Dahlonega. We’d never heard of it. We didn’t know how to pronounce it. But apparently, it is Georgia’s wine country with sweeping landscapes filled with trees, lakes, hiking trails, steep inclines, valleys and of course, vineyards.

We promptly booked a room at an inn in the little downtown area and counted the days until our departure.

In Atlanta, we rented a car and drove out to Dahlonega and every mile we drove, the landscape grew more beautiful. Autumn meant brightly colored trees, their last flash of brilliance before winter. Grape-harvesting season means cooler weather, perfect for cozy sweaters and fire pits creating the comforting scent of woodsmoke.


Perhaps taking a chance on a place, discovering an adventure instead of creating one—maybe that’s the kind of holiday worth taking more often.


Our historical inn was beautiful, just a few steps from the town square and complete with its own wine tasting room. The town square has restaurants, bars, bistros, bakeries. Antique stores, hot apple cider and cups of cocoa piled high with whipped cream. It’s a postcard-perfect village that was the site of America’s first gold rush. There’s a general store, a toy shop, a dozen different types of boutiques for any need or want. One could imagine this place existing 100 years ago just the same as it is now (sans boutiques, most probably).

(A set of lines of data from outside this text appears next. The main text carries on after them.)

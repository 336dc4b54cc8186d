//! Strictly Minimax library - tic-tac-toe with a game-tree search opponent
//!
//! # Architecture
//!
//! - **Board**: 9-cell grid, move application, terminal detection
//! - **Search**: full minimax and alpha-beta move selection for O
//! - **Players**: human (line input) and computer (search strategy)
//! - **Orchestrator**: the turn loop
//!
//! # Example
//!
//! ```
//! use std::str::FromStr;
//! use strictly_minimax::{Board, find_best_move_ab};
//!
//! let mut board = Board::from_str("OO.XX....").unwrap();
//! assert_eq!(find_best_move_ab(&mut board), Some(2));
//! ```

#![warn(missing_docs)]
#![forbid(unsafe_code)]

// Private module declarations
mod config;
mod games;
mod orchestrator;
mod players;
mod search;

// Crate-level exports - Configuration
pub use config::{ConfigError, GameConfig, StrategyKind};

// Crate-level exports - Game types (tic-tac-toe)
pub use games::tictactoe::{Board, CELLS, Cell, GameStatus, ParseBoardError, Position, Side, rules};

// Crate-level exports - Search
pub use search::{
    ALPHA_BETA_DEPTH, AlphaBeta, DRAW, MINIMAX_DEPTH, Minimax, O_WINS, Score, Strategy, X_WINS,
    evaluate, evaluate_ab, find_best_move, find_best_move_ab,
};

// Crate-level exports - Players and turn loop
pub use orchestrator::Orchestrator;
pub use players::{ComputerPlayer, HumanPlayer, Player};
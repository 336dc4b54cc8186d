//! Alpha-beta search with immediate win / block shortcuts.

use super::{Score, Strategy, expand_node, immediate_win, leaf_score, select_move};
use crate::games::tictactoe::{Board, Side};
use std::ops::ControlFlow;
use tracing::{debug, instrument};

/// Plies searched below O's candidate move by [`find_best_move_ab`].
///
/// Shallower than [`super::MINIMAX_DEPTH`]; the win and block checks run
/// before the search.
pub const ALPHA_BETA_DEPTH: u32 = 4;

/// Minimax value of `board` with alpha-beta cutoffs.
///
/// The window `[alpha, beta]` narrows as children are scored; once
/// `beta <= alpha` the remaining replies at this node are skipped. The
/// returned score is the best seen at the node, which may lie outside the
/// window.
pub fn evaluate_ab(
    board: &mut Board,
    mut alpha: Score,
    mut beta: Score,
    maximizing: bool,
    depth: u32,
) -> Score {
    if let Some(score) = leaf_score(board, depth) {
        return score;
    }

    expand_node(board, maximizing, |board| {
        let eval = evaluate_ab(board, alpha, beta, !maximizing, depth - 1);
        if maximizing {
            alpha = alpha.max(eval);
        } else {
            beta = beta.min(eval);
        }
        if beta <= alpha {
            ControlFlow::Break(eval)
        } else {
            ControlFlow::Continue(eval)
        }
    })
}

/// O's move: win now, else block X, else alpha-beta at [`ALPHA_BETA_DEPTH`].
///
/// Returns `None` on a full board.
pub fn find_best_move_ab(board: &mut Board) -> Option<usize> {
    AlphaBeta.best_move(board)
}

/// Alpha-beta strategy; the fallback search runs [`ALPHA_BETA_DEPTH`] plies.
#[derive(Debug, Clone, Copy, Default, PartialEq, Eq)]
pub struct AlphaBeta;

impl Strategy for AlphaBeta {
    fn name(&self) -> &'static str {
        "alpha-beta"
    }

    #[instrument(skip(self, board), fields(depth = ALPHA_BETA_DEPTH, moves_made = board.moves_made()))]
    fn best_move(&self, board: &mut Board) -> Option<usize> {
        if let Some(index) = immediate_win(board, Side::O) {
            debug!(index, "Taking immediate win");
            return Some(index);
        }

        if let Some(index) = immediate_win(board, Side::X) {
            debug!(index, "Blocking opponent line");
            return Some(index);
        }

        // The root window is never narrowed; each candidate gets a full one.
        let choice = select_move(board, |board| {
            evaluate_ab(board, Score::MIN, Score::MAX, false, ALPHA_BETA_DEPTH)
        });
        debug!(?choice, "Alpha-beta decision");
        choice.map(|(index, _)| index)
    }
}

#[cfg(test)]
mod tests {
    use super::*;
    use crate::search::{DRAW, O_WINS, X_WINS, evaluate};
    use std::str::FromStr;

    #[test]
    fn test_evaluate_ab_finished_game() {
        let mut board = Board::from_str("OOOXX.X..").unwrap();
        assert_eq!(evaluate_ab(&mut board, Score::MIN, Score::MAX, false, 4), O_WINS);
    }

    #[test]
    fn test_evaluate_ab_depth_zero_is_neutral() {
        let mut board = Board::from_str("XX.OO....").unwrap();
        assert_eq!(evaluate_ab(&mut board, Score::MIN, Score::MAX, false, 0), DRAW);
    }

    #[test]
    fn test_evaluate_ab_cutoff_skips_later_replies() {
        // X could win at 5, but its first reply (2) already scores 0. With
        // alpha at 0 that closes the window and the node stops there.
        let mut board = Board::from_str("OO.XX....").unwrap();
        assert_eq!(evaluate_ab(&mut board, 0, Score::MAX, false, 2), DRAW);
        assert_eq!(evaluate_ab(&mut board, Score::MIN, Score::MAX, false, 2), X_WINS);
    }

    #[test]
    fn test_matches_minimax_with_full_window() {
        for text in ["X........", "X...O....", "XX.O.....", "X.O.X....", "OX.XO...."] {
            for depth in 0..=5 {
                for maximizing in [true, false] {
                    let mut board = Board::from_str(text).unwrap();
                    assert_eq!(
                        evaluate_ab(&mut board, Score::MIN, Score::MAX, maximizing, depth),
                        evaluate(&mut board, maximizing, depth),
                        "board {text} depth {depth} maximizing {maximizing}"
                    );
                }
            }
        }
    }

    #[test]
    fn test_evaluate_ab_last_square_draw_is_not_a_win() {
        let mut board = Board::from_str("XOXXOOOX.").unwrap();
        assert_eq!(evaluate_ab(&mut board, Score::MIN, Score::MAX, true, 1), DRAW);
        assert_eq!(find_best_move_ab(&mut board), Some(8));
    }
}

We spent our days strolling the town, driving out to wineries with names like Wolf Mountain, Cavender Creek and Frogtown. We sampled and sipped, ate local specialties like pimiento cheese sandwiches and chicken salad with thin-sliced Georgia peaches. At night, we ventured out to lively restaurants. Dahlonega may be quaint and small, but it’s also a college town for the University of North Georgia and college towns are always a little rowdy. Restaurants were dressed up for Halloween with spooky-sounding menu items, lots of laughter and parents coming to town to take their college students out to dinner. We didn’t have a bad glass of wine or a less-than-delicious bite anywhere we went.

After four relaxing days of wining and dining, strolling and sipping, we were sated. We hopped into our rental car and journeyed back to a very busy ATL and probably the country’s most stressful airport.

It was an odd trip that seemed to unfold before us after we booked it, as we didn’t know what to expect or really anything about where we were going. But the charm of that sweet, southern town caught us by surprise and the beauty of its hidden wine country captured our hearts.

Perhaps taking a chance on a place, discovering an adventure instead of creating one—maybe that’s the kind of holiday worth taking more often.